# WHAT YOU HAVE TO DO
Nothing past the line containing "#![forbid(unsafe_code)]" belongs in the output. Copy exactly every line of the data below from the first up to and including it.

[Extracted data entries]
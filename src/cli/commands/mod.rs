//! Command implementations.

pub mod meta;
pub mod shell;
pub mod student;
pub mod sync;

use crate::config::resolve_data_path;
use crate::error::Result;
use crate::storage;
use crate::store::Store;
use std::path::PathBuf;

/// Resolve the data file and load the roster from it.
///
/// A missing data file is created empty. A corrupt one is an error: commands
/// refuse to run rather than overwrite it.
pub(crate) fn open_store(data_path: Option<&PathBuf>) -> Result<(PathBuf, Store)> {
    let data_path = resolve_data_path(data_path.map(PathBuf::as_path))?;
    let store = storage::load(&data_path)?;
    Ok((data_path, store))
}
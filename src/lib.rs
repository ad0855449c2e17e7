//! Roster - a console record manager for student entries.
//!
//! This crate provides the core functionality for the `roster` CLI tool.
//!
//! # Architecture
//!
//! - [`store`] - In-memory record store (create/find/update/delete)
//! - [`storage`] - JSON data file persistence
//! - [`sync`] - CSV export and merge/replace import
//! - [`model`] - Data types (Student)
//! - [`config`] - Data file resolution
//! - [`cli`] - Command-line interface using clap, plus the interactive shell
//! - [`error`] - Error types and handling

#![forbid(unsafe_code)]
#![warn(clippy::pedantic)]
#![allow(clippy::module_name_repetitions)]

pub mod cli;
pub mod config;
pub mod error;
pub mod model;
pub mod storage;
pub mod store;
pub mod sync;

pub use error::{Error, Result};
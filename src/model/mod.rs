//! Data models for Roster.
//!
//! - Student
//! - StudentPatch (partial updates)

pub mod student;

pub use student::{Student, StudentPatch};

# RESPONSE BOX
filename src/cli/commands/mod.rs
//! Command implementations.

pub mod meta;
pub mod shell;
pub mod student;
pub mod sync;

use crate::config::resolve_data_path;
use crate::error::Result;
use crate::storage;
use crate::store::Store;
use std::path::PathBuf;

/// Resolve the data file and load the roster from it.
///
/// A missing data file is created empty. A corrupt one is an error: commands
/// refuse to run rather than overwrite it.
pub(crate) fn open_store(data_path: Option<&PathBuf>) -> Result<(PathBuf, Store)> {
    let data_path = resolve_data_path(data_path.map(PathBuf::as_path))?;
    let store = storage::load(&data_path)?;
    Ok((data_path, store))
}
filename src/lib.rs
repository ad0855449c2e17e7
//! Roster - a console record manager for student entries.
//!
//! This crate provides the core functionality for the `roster` CLI tool.
//!
//! # Architecture
//!
//! - [`store`] - In-memory record store (create/find/update/delete)
//! - [`storage`] - JSON data file persistence
//! - [`sync`] - CSV export and merge/replace import
//! - [`model`] - Data types (Student)
//! - [`config`] - Data file resolution
//! - [`cli`] - Command-line interface using clap, plus the interactive shell
//! - [`error`] - Error types and handling

#![forbid(unsafe_code)]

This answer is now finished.